Given the strong and growing evidence base, there remain no grounds for questioning the notion that there exists, above all, a public health imperative for taking reparative action in addressing the permanent loss or (un)repairable damage (L&D) caused by the climate change. Additionally, there is a moral imperative since this L&D is borne disproportionately by those least responsible for the current crisis.

The WFPHA’s call to action stems primarily from our well-founded concern that, both within and outside the public health community, current funding pledges are incommensurate with the financial requirements for a comprehensive global response to climate change-driven L&D. By 2050, it is estimated that annual financing needed to address L&D may reach up to US $1,132–1,741 billion. Already, in 2021, climate-related extreme events induced measurable economic losses of US $253 billion, with the highest levels of uninsured losses occurring in LMICs and consequentially borne largely by financially strapped governments and already socioeconomically vulnerable households. Expecting vulnerable households to cope with the losses and damages of a crisis they contributed minimally towards using their own meagre resources clearly contradicts the concept of climate justice.

For far too long, financing for L&D has been overlooked and conversations have been mired in unrelenting debate on normative principles of historical responsibility and what should be unambiguous definitions of climate justice and global equity. While nearly a decade has passed since the 2013 Warsaw International Mechanism for Loss and Damage was established at COP 19, the international community remains a long way away from delivering the large-scale technical and financial support that LMICs desperately require. This stems in part from the lack of accountability frameworks and the insufficiency of currently established climate financing instruments which fail to differentiate, and therefore allocate unique funding streams towards, L&D as a unique policy domain separate from adaptation and mitigation. In 2021, for example, only 27 (16%) of the 165 projects approved by the Green Climate Fund (GCF) used L&D terminology in their project proposals, with total grant requests for the 27 projects totalling only US $902.5 million.
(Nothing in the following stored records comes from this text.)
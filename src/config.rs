//! Configuration management
//!
//! Loads configuration from:
//! 1. Default values
//! 2. Configuration file (config/local.toml)
//! 3. Environment variables (override)

use serde::Deserialize;
use std::path::PathBuf;

/// Main application configuration
#[derive(Debug, Clone, Deserialize)]
pub struct AppConfig {
    pub server: ServerConfig,
    pub database: DatabaseConfig,
    pub auth: AuthConfig,
    #[serde(default)]
    pub share: ShareConfig,
    #[serde(default)]
    pub sync: SyncConfig,
    #[serde(default)]
    pub cache: CacheConfig,
    pub logging: LoggingConfig,
}

/// Server configuration
#[derive(Debug, Clone, Deserialize)]
pub struct ServerConfig {
    /// Bind address (e.g., "0.0.0.0")
    pub host: String,
    /// Port number (e.g., 8080)
    pub port: u16,
    /// Public domain (e.g., "media.example.com")
    pub domain: String,
    /// Protocol ("http" or "https")
    pub protocol: String,
}

impl ServerConfig {
    /// Get the base URL for the instance
    ///
    /// # Returns
    /// Full URL like "https://media.example.com"
    pub fn base_url(&self) -> String {
        format!("{}://{}", self.protocol, self.domain)
    }
}

/// Database configuration (SQLite only)
#[derive(Debug, Clone, Deserialize)]
pub struct DatabaseConfig {
    /// Path to SQLite database file
    pub path: PathBuf,
}

/// Session token configuration
#[derive(Debug, Clone, Deserialize)]
pub struct AuthConfig {
    /// Session secret key (32+ bytes)
    pub session_secret: String,
    /// Session max age in seconds (default: 604800 = 7 days)
    pub session_max_age: i64,
}

/// Share token configuration
#[derive(Debug, Clone, Deserialize, Default)]
pub struct ShareConfig {
    /// Reject share tokens past their `expires_at` on resolution.
    ///
    /// Off by default: tokens carry an expiry but resolve forever.
    #[serde(default)]
    pub enforce_expiry: bool,
}

/// Sync reconciler configuration
#[derive(Debug, Clone, Deserialize, Default)]
pub struct SyncConfig {
    /// How submitted media are matched against the catalog
    #[serde(default)]
    pub media_match: MediaMatchPolicy,
}

/// Media de-duplication policy used during sync
#[derive(Debug, Clone, Copy, Deserialize, PartialEq, Eq, Default)]
#[serde(rename_all = "lowercase")]
pub enum MediaMatchPolicy {
    /// First case-insensitive substring hit on title, same type
    #[default]
    Substring,
    /// First hit whose title equals the submitted title exactly
    Exact,
}

/// Token cache configuration
#[derive(Debug, Clone, Deserialize, Default)]
pub struct CacheConfig {
    /// Redis-compatible endpoint, e.g. "redis://127.0.0.1:6379".
    /// Only checked for liveness at startup.
    pub url: Option<String>,
}

/// Logging configuration
#[derive(Debug, Clone, Deserialize)]
pub struct LoggingConfig {
    /// Log level: trace, debug, info, warn, error
    pub level: String,
    /// Log format: "pretty" or "json"
    pub format: String,
}

impl AppConfig {
    /// Load configuration from file and environment
    ///
    /// # Loading Order
    /// 1. Default values
    /// 2. config/default.toml (if exists)
    /// 3. config/local.toml (if exists)
    /// 4. Environment variables (MEDIA_TRACKER__*)
    ///
    /// # Errors
    /// Returns error if configuration is invalid
    pub fn load() -> Result<Self, crate::error::AppError> {
        use config::{Config, Environment, File};

        let config = Config::builder()
            // Start with default values
            .set_default("server.host", "127.0.0.1")?
            .set_default("server.port", 8080)?
            .set_default("server.domain", "localhost:8080")?
            .set_default("server.protocol", "http")?
            .set_default("database.path", "data/media-tracker.db")?
            .set_default("auth.session_max_age", 604800)?
            .set_default("share.enforce_expiry", false)?
            .set_default("sync.media_match", "substring")?
            .set_default("logging.level", "info")?
            .set_default("logging.format", "pretty")?
            // Load from config/default.toml if it exists
            .add_source(File::with_name("config/default").required(false))
            // Load from config/local.toml if it exists (overrides default)
            .add_source(File::with_name("config/local").required(false))
            // Load from environment variables (MEDIA_TRACKER__*)
            .add_source(
                Environment::with_prefix("MEDIA_TRACKER")
                    .separator("__")
                    .try_parsing(true),
            )
            .build()
            .map_err(|e| crate::error::AppError::Config(e.to_string()))?;

        let app_config: Self = config
            .try_deserialize()
            .map_err(|e| crate::error::AppError::Config(e.to_string()))?;
        app_config.validate()?;
        Ok(app_config)
    }

    pub fn should_use_secure_cookies(&self) -> bool {
        self.server.protocol.eq_ignore_ascii_case("https")
    }

    pub(crate) fn validate(&self) -> Result<(), crate::error::AppError> {
        const MIN_SESSION_SECRET_BYTES: usize = 32;

        if self.auth.session_secret.as_bytes().len() < MIN_SESSION_SECRET_BYTES {
            return Err(crate::error::AppError::Config(format!(
                "auth.session_secret must be at least {} bytes",
                MIN_SESSION_SECRET_BYTES
            )));
        }

        if self.auth.session_max_age <= 0 {
            return Err(crate::error::AppError::Config(
                "auth.session_max_age must be greater than 0".to_string(),
            ));
        }

        if !["http", "https"]
            .iter()
            .any(|protocol| self.server.protocol.eq_ignore_ascii_case(protocol))
        {
            return Err(crate::error::AppError::Config(format!(
                "server.protocol must be http or https, got {}",
                self.server.protocol
            )));
        }

        if let Some(url) = &self.cache.url {
            if !url.starts_with("redis://") {
                return Err(crate::error::AppError::Config(
                    "cache.url must start with redis://".to_string(),
                ));
            }
        }

        Ok(())
    }
}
Considering these shortfalls, coupled with the fact that COP 26 did little to meet the demands for new and additional L&D finance and the Glasgow Pact failed to establish a dedicated L&D financing facility, the WFPHA, in keeping with its commitment to protecting and promoting public health globally, calls upon delegates to the COP 27:

  • Establish a new financing mechanism, distinct from current channels for mitigation and adaptation, to enable the flow of climate funds from high-income countries to LMICs; and
  • Structure this new mechanism in alignment with the principles of climate justice, which state that polluters should pay for the damage they have caused, and with the principle of common but differentiated responsibilities and respective capacities (CBDR-RC)
  • Strengthen national emissions-reduction targets
  • Assure that the $100 billion climate finance promise will be met and move forward on new commitments
  • Advance the Global Stocktake to set the pace for climate action
  • Convert the treasure trove of Glasgow climate commitments into action.

It is important to note that establishing a new L&D fund or financing facility must not come at the expense of bilateral grant allocations, contributions towards multilateral development banks and existing climate funds, other official development assistance, and necessary negotiations on debt relief for climate vulnerable LMICs. The new mechanism must augment, rather than replace, these highly needed and still grossly insufficient forms of financial support and compensation provided by the world’s historical polluters.
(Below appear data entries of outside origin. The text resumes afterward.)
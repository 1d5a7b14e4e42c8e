//! Media catalog endpoints

use axum::{
    extract::{Path, Query, State},
    response::Json,
};
use serde::Deserialize;

use crate::AppState;
use crate::auth::CurrentUser;
use crate::data::{MediaItem, MediaSpec, MediaType};
use crate::error::AppError;

/// Search parameters
#[derive(Debug, Deserialize)]
pub struct SearchParams {
    pub q: Option<String>,
    #[serde(rename = "type")]
    pub media_type: Option<MediaType>,
}

/// POST /api/media
pub async fn create_media(
    State(state): State<AppState>,
    CurrentUser(_ctx): CurrentUser,
    Json(spec): Json<MediaSpec>,
) -> Result<Json<MediaItem>, AppError> {
    if spec.title.trim().is_empty() {
        return Err(AppError::Validation("title is required".to_string()));
    }

    Ok(Json(state.catalog().create(spec).await?))
}

/// GET /api/media/search?q=&type=
/// Open to guests; the catalog is shared and read-only here
pub async fn search_media(
    State(state): State<AppState>,
    Query(params): Query<SearchParams>,
) -> Result<Json<Vec<MediaItem>>, AppError> {
    let query = params
        .q
        .as_deref()
        .map(str::trim)
        .filter(|q| !q.is_empty())
        .ok_or_else(|| AppError::Validation("Query parameter 'q' is required".to_string()))?;

    Ok(Json(state.catalog().search(query, params.media_type).await?))
}

/// GET /api/media/:id
pub async fn get_media(
    State(state): State<AppState>,
    Path(id): Path<String>,
) -> Result<Json<MediaItem>, AppError> {
    Ok(Json(state.catalog().get(&id).await?))
}

/// PUT /api/media/:id
/// Replace every descriptive field of an item
pub async fn update_media(
    State(state): State<AppState>,
    CurrentUser(_ctx): CurrentUser,
    Path(id): Path<String>,
    Json(spec): Json<MediaSpec>,
) -> Result<Json<MediaItem>, AppError> {
    if spec.title.trim().is_empty() {
        return Err(AppError::Validation("title is required".to_string()));
    }

    Ok(Json(state.catalog().update(&id, spec).await?))
}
It is the WFPHA’s deeply held conviction that heeding this call to action is in the best interest of the global public’s health, is fitting with internationally agreed upon principles of global health solidarity, and serves the recently reaffirmed commitment to upholding the universal human right to a clean, healthy, and sustainable environmen. While taking this stance, the WFPHA urges other public health bodies to follow suite and to affirmatively echo the WFPHA’s call to action on this matter.